Problem description: Only lines that contain the word "modules" are to be returned from the data below.

Records shown Start Marker

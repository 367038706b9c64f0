//! Wire format of the encoder result queue
use serde::{Deserialize, Serialize};

/// Message published by the encoder, tagged by `status`
#[derive(Debug, Clone, PartialEq, Eq, Serialize, Deserialize)]
#[serde(tag = "status", rename_all = "SCREAMING_SNAKE_CASE")]
pub enum VideoEncoderResult {
    Completed(VideoEncoderCompleted),
    Error(VideoEncoderError),
}

#[derive(Debug, Clone, PartialEq, Eq, Serialize, Deserialize)]
#[serde(rename_all = "camelCase")]
pub struct VideoEncoderCompleted {
    /// Video id
    pub id: String,
    pub output_bucket: String,
    pub video: VideoEncoderMetadata,
}

#[derive(Debug, Clone, PartialEq, Eq, Serialize, Deserialize)]
#[serde(rename_all = "camelCase")]
pub struct VideoEncoderMetadata {
    pub encoder_video_folder: String,
    pub resource_id: String,
    pub file_path: String,
}

#[derive(Debug, Clone, PartialEq, Eq, Serialize, Deserialize)]
pub struct VideoEncoderError {
    pub message: VideoEncoderMessage,
    pub error: String,
}

#[derive(Debug, Clone, PartialEq, Eq, Serialize, Deserialize)]
#[serde(rename_all = "camelCase")]
pub struct VideoEncoderMessage {
    pub resource_id: String,
    pub file_path: String,
}

#[cfg(test)]
mod tests {
    use super::*;

    #[test]
    fn test_parses_completed_message() {
        let json = r#"{
            "status": "COMPLETED",
            "id": "video-1",
            "outputBucket": "codeflix",
            "video": {
                "encoderVideoFolder": "enc/video-1",
                "resourceId": "media-1",
                "filePath": "a.mp4"
            }
        }"#;

        let parsed: VideoEncoderResult = serde_json::from_str(json).unwrap();

        let VideoEncoderResult::Completed(completed) = parsed else {
            panic!("expected a completed message");
        };
        assert_eq!(completed.id, "video-1");
        assert_eq!(completed.video.encoder_video_folder, "enc/video-1");
        assert_eq!(completed.video.resource_id, "media-1");
    }

    #[test]
    fn test_parses_error_message() {
        let json = r#"{
            "status": "ERROR",
            "message": {"resourceId": "media-1", "filePath": "raw/a.mp4"},
            "error": "codec not supported"
        }"#;

        let parsed: VideoEncoderResult = serde_json::from_str(json).unwrap();

        assert_eq!(
            parsed,
            VideoEncoderResult::Error(VideoEncoderError {
                message: VideoEncoderMessage {
                    resource_id: "media-1".to_string(),
                    file_path: "raw/a.mp4".to_string(),
                },
                error: "codec not supported".to_string(),
            })
        );
    }

    #[test]
    fn test_rejects_unknown_status() {
        let json = r#"{"status": "QUEUED", "id": "video-1"}"#;
        assert!(serde_json::from_str::<VideoEncoderResult>(json).is_err());
    }
}
use async_trait::async_trait;
use std::sync::Arc;

use crate::modules::video::application::{
    media_storage::{store_all, VideoResources},
    ports::EventPublisher,
    related_aggregates::RelatedAggregatesValidator,
};
use crate::modules::video::domain::{MediaResourceGateway, Video, VideoGateway};
use crate::shared::{
    application::use_case::UseCase,
    errors::{AppError, AppResult},
    utils::logger::LogContext,
    validation::Notification,
};
use crate::{log_error, log_warn};

use super::{command::CreateVideoCommand, result::CreateVideoResult};

/// Use case handler for creating a video and storing its assets
pub struct CreateVideoHandler {
    video_gateway: Arc<dyn VideoGateway>,
    media_resource_gateway: Arc<dyn MediaResourceGateway>,
    related_aggregates: RelatedAggregatesValidator,
    event_publisher: Arc<dyn EventPublisher>,
}

impl CreateVideoHandler {
    pub fn new(
        video_gateway: Arc<dyn VideoGateway>,
        media_resource_gateway: Arc<dyn MediaResourceGateway>,
        related_aggregates: RelatedAggregatesValidator,
        event_publisher: Arc<dyn EventPublisher>,
    ) -> Self {
        Self {
            video_gateway,
            media_resource_gateway,
            related_aggregates,
            event_publisher,
        }
    }

    async fn store_and_create(&self, mut video: Video, resources: VideoResources) -> AppResult<Video> {
        store_all(self.media_resource_gateway.as_ref(), video.id(), resources)
            .await?
            .replace_on(&mut video);

        let events = video.pull_events();
        let created = self.video_gateway.create(&video).await?;

        if let Err(e) = self.event_publisher.publish_all(events).await {
            log_warn!("Could not publish media events [videoId:{}]: {}", video.id(), e);
        }

        Ok(created)
    }
}

#[async_trait]
impl UseCase<CreateVideoCommand, CreateVideoResult> for CreateVideoHandler {
    async fn execute(&self, command: CreateVideoCommand) -> AppResult<CreateVideoResult> {
        let metadata = command.fields.into_metadata();
        let mut notification = Notification::create();

        // Existence checks and field checks report together
        self.related_aggregates
            .validate(&metadata, &mut notification)
            .await?;
        let video = Video::new_video(metadata);
        video.validate(&mut notification)?;

        notification.into_result("Could not create Aggregate Video")?;

        let video_id = video.id().clone();

        match self.store_and_create(video, command.resources).await {
            Ok(created) => {
                LogContext::use_case("create-video", created.id().value(), None);
                Ok(CreateVideoResult::new(created.id().to_string()))
            }
            Err(cause) => {
                LogContext::use_case("create-video", video_id.value(), Some(&cause));

                // The video was never persisted, so nothing references the
                // assets stored for it. Clearing them is the failed-creation
                // cleanup of MediaResourceGateway::clear_resources.
                if let Err(e) = self.media_resource_gateway.clear_resources(&video_id).await {
                    log_error!("Could not clear resources [videoId:{}]: {}", video_id, e);
                }

                Err(AppError::internal(
                    format!("An error on create video was observed [videoId:{}]", video_id),
                    cause,
                ))
            }
        }
    }
}
mod handler;
mod query;
mod result;

pub use handler::GetMediaHandler;
pub use query::GetMediaQuery;
pub use result::{GetMediaResult, MediaOutput};
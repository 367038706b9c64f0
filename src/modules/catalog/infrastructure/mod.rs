mod in_memory_registry;

pub use in_memory_registry::InMemoryIdRegistry;
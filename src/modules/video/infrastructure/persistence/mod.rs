mod in_memory_video_gateway;

pub use in_memory_video_gateway::InMemoryVideoGateway;
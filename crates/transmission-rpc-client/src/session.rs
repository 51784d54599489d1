//! Session-aware RPC exchange.
//!
//! The daemon guards its RPC endpoint with a session id. A request carrying a missing or
//! stale id is answered with `409 Conflict` and the current id in the
//! `X-Transmission-Session-Id` header. [`RpcSession`] remembers that id and re-sends the
//! request with it, so callers only ever see the final answer.

use std::sync::{PoisonError, RwLock};

use reqwest::{
    StatusCode,
    header::{AUTHORIZATION, CONTENT_LENGTH, CONTENT_TYPE, HOST, HeaderMap, HeaderValue},
};
use tracing::{debug, warn};
use transmission_rpc_types::{Arguments, RpcError, RpcRequest, RpcResponse};
use url::Url;

use crate::config::ClientConfig;
use crate::transport::{
    HttpRequest, HttpResponse, REQUESTED_WITH_HEADER, SESSION_ID_HEADER, Transport,
};

/// Performs RPC calls over a [`Transport`], negotiating the session id on the way.
#[derive(Debug)]
pub struct RpcSession<T> {
    transport: T,
    url: Url,
    host: HeaderValue,
    authorization: Option<HeaderValue>,
    max_session_retries: u32,
    session_id: RwLock<Option<HeaderValue>>,
}

impl<T: Transport> RpcSession<T> {
    /// Create a session for the daemon described by `config`.
    ///
    /// The `Authorization` header is derived here once; no session id is known yet.
    /// At least one retry is required, since the first request always lacks the id.
    pub fn new(config: &ClientConfig, transport: T) -> Result<Self, RpcError> {
        if config.max_session_retries == 0 {
            return Err(RpcError::InvalidConfig(
                "max_session_retries must be at least 1".into(),
            ));
        }
        let url = config.rpc_url()?;
        let host = HeaderValue::try_from(config.authority())
            .map_err(|e| RpcError::InvalidConfig(format!("Invalid host header: {}", e)))?;
        let authorization = config
            .auth_header()
            .map(|value| {
                let mut value = HeaderValue::try_from(value)
                    .map_err(|e| RpcError::InvalidConfig(format!("Invalid credentials: {}", e)))?;
                value.set_sensitive(true);
                Ok::<_, RpcError>(value)
            })
            .transpose()?;

        Ok(Self {
            transport,
            url,
            host,
            authorization,
            max_session_retries: config.max_session_retries,
            session_id: RwLock::new(None),
        })
    }

    /// The session id currently in use, if one was negotiated.
    pub fn session_id(&self) -> Option<String> {
        self.session_id
            .read()
            .unwrap_or_else(PoisonError::into_inner)
            .as_ref()
            .and_then(|value| value.to_str().ok())
            .map(str::to_owned)
    }

    /// Send `request` and return the `arguments` of a successful answer.
    ///
    /// A 409 answer replaces the stored session id and the same request is sent again, at
    /// most `max_session_retries` times. Transport failures are returned immediately.
    pub async fn call(&self, request: &RpcRequest) -> Result<Arguments, RpcError> {
        let body = serde_json::to_string(request).map_err(RpcError::Encode)?;
        let mut attempts = 0;

        loop {
            attempts += 1;
            debug!(method = %request.method, attempt = attempts, "sending RPC request");
            let response = self
                .transport
                .send(self.prepare(&body))
                .await
                .map_err(RpcError::Transport)?;

            match response.status {
                StatusCode::CONFLICT => {
                    let session_id = response
                        .headers
                        .get(SESSION_ID_HEADER)
                        .cloned()
                        .ok_or_else(|| RpcError::MissingSessionId {
                            body: response.text(),
                        })?;
                    debug!("daemon issued a new session id");
                    self.store_session_id(session_id);

                    if attempts > self.max_session_retries {
                        warn!(
                            method = %request.method,
                            attempts, "daemon keeps rejecting the session id"
                        );
                        return Err(RpcError::SessionNegotiation { attempts });
                    }
                }
                StatusCode::OK => return parse_answer(&response),
                status => {
                    return Err(RpcError::UnexpectedStatus {
                        status: status.as_u16(),
                        body: response.text(),
                    });
                }
            }
        }
    }

    /// Build the HTTP request for a serialized envelope with the current session id.
    fn prepare(&self, body: &str) -> HttpRequest {
        let mut headers = HeaderMap::new();
        headers.insert(HOST, self.host.clone());
        headers.insert(
            REQUESTED_WITH_HEADER,
            HeaderValue::from_static(env!("CARGO_PKG_NAME")),
        );
        headers.insert(
            SESSION_ID_HEADER,
            self.session_id
                .read()
                .unwrap_or_else(PoisonError::into_inner)
                .clone()
                .unwrap_or_else(|| HeaderValue::from_static("")),
        );
        headers.insert(CONTENT_LENGTH, HeaderValue::from(body.len()));
        headers.insert(CONTENT_TYPE, HeaderValue::from_static("application/json"));
        if let Some(authorization) = &self.authorization {
            headers.insert(AUTHORIZATION, authorization.clone());
        }

        HttpRequest {
            url: self.url.clone(),
            headers,
            body: body.to_owned(),
        }
    }

    fn store_session_id(&self, session_id: HeaderValue) {
        *self
            .session_id
            .write()
            .unwrap_or_else(PoisonError::into_inner) = Some(session_id);
    }
}

/// Unwrap the envelope of a 200 answer.
fn parse_answer(response: &HttpResponse) -> Result<Arguments, RpcError> {
    let answer: RpcResponse =
        serde_json::from_slice(&response.body).map_err(|source| RpcError::Parse {
            source,
            body: response.text(),
        })?;

    if answer.is_success() {
        Ok(answer.arguments)
    } else {
        Err(RpcError::Daemon {
            result: answer.result,
            body: response.text(),
        })
    }
}
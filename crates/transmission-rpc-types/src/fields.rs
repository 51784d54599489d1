//! Field lists and allow-lists of the torrent and session methods.

use crate::{Arguments, RpcError, rpc::method};

/// Fields requested by the default `torrent-get` queries.
pub const TORRENT_FIELDS: &[&str] = &[
    "activityDate",
    "addedDate",
    "bandwidthPriority",
    "comment",
    "corruptEver",
    "creator",
    "dateCreated",
    "desiredAvailable",
    "doneDate",
    "downloadDir",
    "downloadedEver",
    "downloadLimit",
    "downloadLimited",
    "error",
    "errorString",
    "eta",
    "files",
    "fileStats",
    "hashString",
    "haveUnchecked",
    "haveValid",
    "honorsSessionLimits",
    "id",
    "isFinished",
    "isPrivate",
    "leftUntilDone",
    "magnetLink",
    "manualAnnounceTime",
    "maxConnectedPeers",
    "metadataPercentComplete",
    "name",
    "peer-limit",
    "peers",
    "peersConnected",
    "peersFrom",
    "peersGettingFromUs",
    "peersKnown",
    "peersSendingToUs",
    "percentDone",
    "pieces",
    "pieceCount",
    "pieceSize",
    "priorities",
    "rateDownload",
    "rateUpload",
    "recheckProgress",
    "seedIdleLimit",
    "seedIdleMode",
    "seedRatioLimit",
    "seedRatioMode",
    "sizeWhenDone",
    "startDate",
    "status",
    "trackers",
    "trackerStats",
    "totalSize",
    "torrentFile",
    "uploadedEver",
    "uploadLimit",
    "uploadLimited",
    "uploadRatio",
    "wanted",
    "webseeds",
    "webseedsSendingToUs",
];

/// Fields of the lightweight progress query.
pub const FAST_FIELDS: &[&str] = &[
    "id",
    "error",
    "errorString",
    "eta",
    "isFinished",
    "isStalled",
    "leftUntilDone",
    "metadataPercentComplete",
    "peersConnected",
    "peersGettingFromUs",
    "peersSendingToUs",
    "percentDone",
    "queuePosition",
    "rateDownload",
    "rateUpload",
    "recheckProgress",
    "seedRatioMode",
    "seedRatioLimit",
    "sizeWhenDone",
    "status",
    "trackers",
    "uploadedEver",
    "uploadRatio",
];

/// Fields of the peers query.
pub const PEER_FIELDS: &[&str] = &["peers", "hashString", "id"];

/// Fields of the files query.
pub const FILE_FIELDS: &[&str] = &["files", "fileStats", "hashString", "id"];

/// Fields `torrent-set` may modify.
pub const TORRENT_SET_FIELDS: &[&str] = &[
    "bandwidthPriority",
    "downloadLimit",
    "downloadLimited",
    "files-wanted",
    "files-unwanted",
    "honorsSessionLimits",
    "ids",
    "location",
    "peer-limit",
    "priority-high",
    "priority-low",
    "priority-normal",
    "seedRatioLimit",
    "seedRatioMode",
    "uploadLimit",
    "uploadLimited",
];

/// Fields `torrent-add` accepts.
pub const TORRENT_ADD_FIELDS: &[&str] = &[
    "download-dir",
    "filename",
    "metainfo",
    "paused",
    "peer-limit",
    "files-wanted",
    "files-unwanted",
    "priority-high",
    "priority-low",
    "priority-normal",
];

/// Fields `session-set` may modify.
pub const SESSION_SET_FIELDS: &[&str] = &[
    "start-added-torrents",
    "alt-speed-down",
    "alt-speed-enabled",
    "alt-speed-time-begin",
    "alt-speed-time-enabled",
    "alt-speed-time-end",
    "alt-speed-time-day",
    "alt-speed-up",
    "blocklist-enabled",
    "dht-enabled",
    "encryption",
    "download-dir",
    "peer-limit-global",
    "peer-limit-per-torrent",
    "pex-enabled",
    "peer-port",
    "peer-port-random-on-start",
    "port-forwarding-enabled",
    "seedRatioLimit",
    "seedRatioLimited",
    "speed-limit-down",
    "speed-limit-down-enabled",
    "speed-limit-up",
    "speed-limit-up-enabled",
];

/// An allow-list bound to the method it guards.
#[derive(Debug, Clone, Copy, PartialEq, Eq)]
pub struct FieldSet {
    /// The guarded RPC method.
    pub method: &'static str,
    /// The permitted field names.
    pub fields: &'static [&'static str],
}

impl FieldSet {
    /// Allow-list of `torrent-set`.
    pub const TORRENT_SET: Self = Self {
        method: method::TORRENT_SET,
        fields: TORRENT_SET_FIELDS,
    };

    /// Allow-list of `torrent-add`.
    pub const TORRENT_ADD: Self = Self {
        method: method::TORRENT_ADD,
        fields: TORRENT_ADD_FIELDS,
    };

    /// Allow-list of `session-set`.
    pub const SESSION_SET: Self = Self {
        method: method::SESSION_SET,
        fields: SESSION_SET_FIELDS,
    };

    /// Whether `field` may be set.
    pub fn contains(&self, field: &str) -> bool {
        self.fields.contains(&field)
    }
}

/// Check every key of `arguments` against `allowed`.
///
/// Fails with [`RpcError::InvalidField`] naming the first key outside the list.
pub fn ensure_allowed(allowed: FieldSet, arguments: &Arguments) -> Result<(), RpcError> {
    match arguments.keys().find(|key| !allowed.contains(key)) {
        Some(field) => Err(RpcError::InvalidField {
            field: field.clone(),
            operation: allowed.method,
        }),
        None => Ok(()),
    }
}
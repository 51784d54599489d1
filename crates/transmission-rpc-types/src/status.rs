//! Torrent activity status as reported in the `status` field.

use std::{fmt, str::FromStr};

use serde::{Deserialize, Serialize};

use crate::RpcError;

/// Torrent status codes, in the daemon's numbering.
#[derive(Debug, Clone, Copy, PartialEq, Eq, Hash, Serialize, Deserialize)]
#[serde(try_from = "i64", into = "i64")]
pub enum TorrentStatus {
    /// Torrent is stopped.
    Stopped = 0,
    /// Queued to check files.
    CheckWait = 1,
    /// Checking files.
    Check = 2,
    /// Queued to download.
    DownloadWait = 3,
    /// Downloading.
    Download = 4,
    /// Queued to seed.
    SeedWait = 5,
    /// Seeding.
    Seed = 6,
    /// No connection to any peer.
    Isolated = 7,
}

impl TorrentStatus {
    /// All statuses, indexed by their code.
    pub const ALL: [Self; 8] = [
        Self::Stopped,
        Self::CheckWait,
        Self::Check,
        Self::DownloadWait,
        Self::Download,
        Self::SeedWait,
        Self::Seed,
        Self::Isolated,
    ];

    /// The upper-case name used by the daemon's clients, e.g. `SEED_WAIT`.
    pub fn name(self) -> &'static str {
        match self {
            Self::Stopped => "STOPPED",
            Self::CheckWait => "CHECK_WAIT",
            Self::Check => "CHECK",
            Self::DownloadWait => "DOWNLOAD_WAIT",
            Self::Download => "DOWNLOAD",
            Self::SeedWait => "SEED_WAIT",
            Self::Seed => "SEED",
            Self::Isolated => "ISOLATED",
        }
    }
}

impl fmt::Display for TorrentStatus {
    fn fmt(&self, f: &mut fmt::Formatter<'_>) -> fmt::Result {
        f.write_str(self.name())
    }
}

impl TryFrom<i64> for TorrentStatus {
    type Error = RpcError;

    fn try_from(code: i64) -> Result<Self, Self::Error> {
        usize::try_from(code)
            .ok()
            .and_then(|index| Self::ALL.get(index).copied())
            .ok_or_else(|| RpcError::UnexpectedResponse(format!("unknown torrent status {code}")))
    }
}

impl From<TorrentStatus> for i64 {
    fn from(status: TorrentStatus) -> Self {
        status as i64
    }
}

impl FromStr for TorrentStatus {
    type Err = RpcError;

    fn from_str(s: &str) -> Result<Self, Self::Err> {
        let wanted = s.trim().replace('-', "_").to_ascii_uppercase();
        Self::ALL
            .into_iter()
            .find(|status| status.name() == wanted)
            .ok_or_else(|| RpcError::UnexpectedResponse(format!("unknown torrent status `{s}`")))
    }
}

Records shown End Marker

Task output:
use crate::modules::video::application::{
use crate::modules::video::domain::{MediaResourceGateway, Video, VideoGateway};
filename src/modules/catalog/infrastructure/mod.rs
filename src/modules/video/infrastructure/persistence/mod.rs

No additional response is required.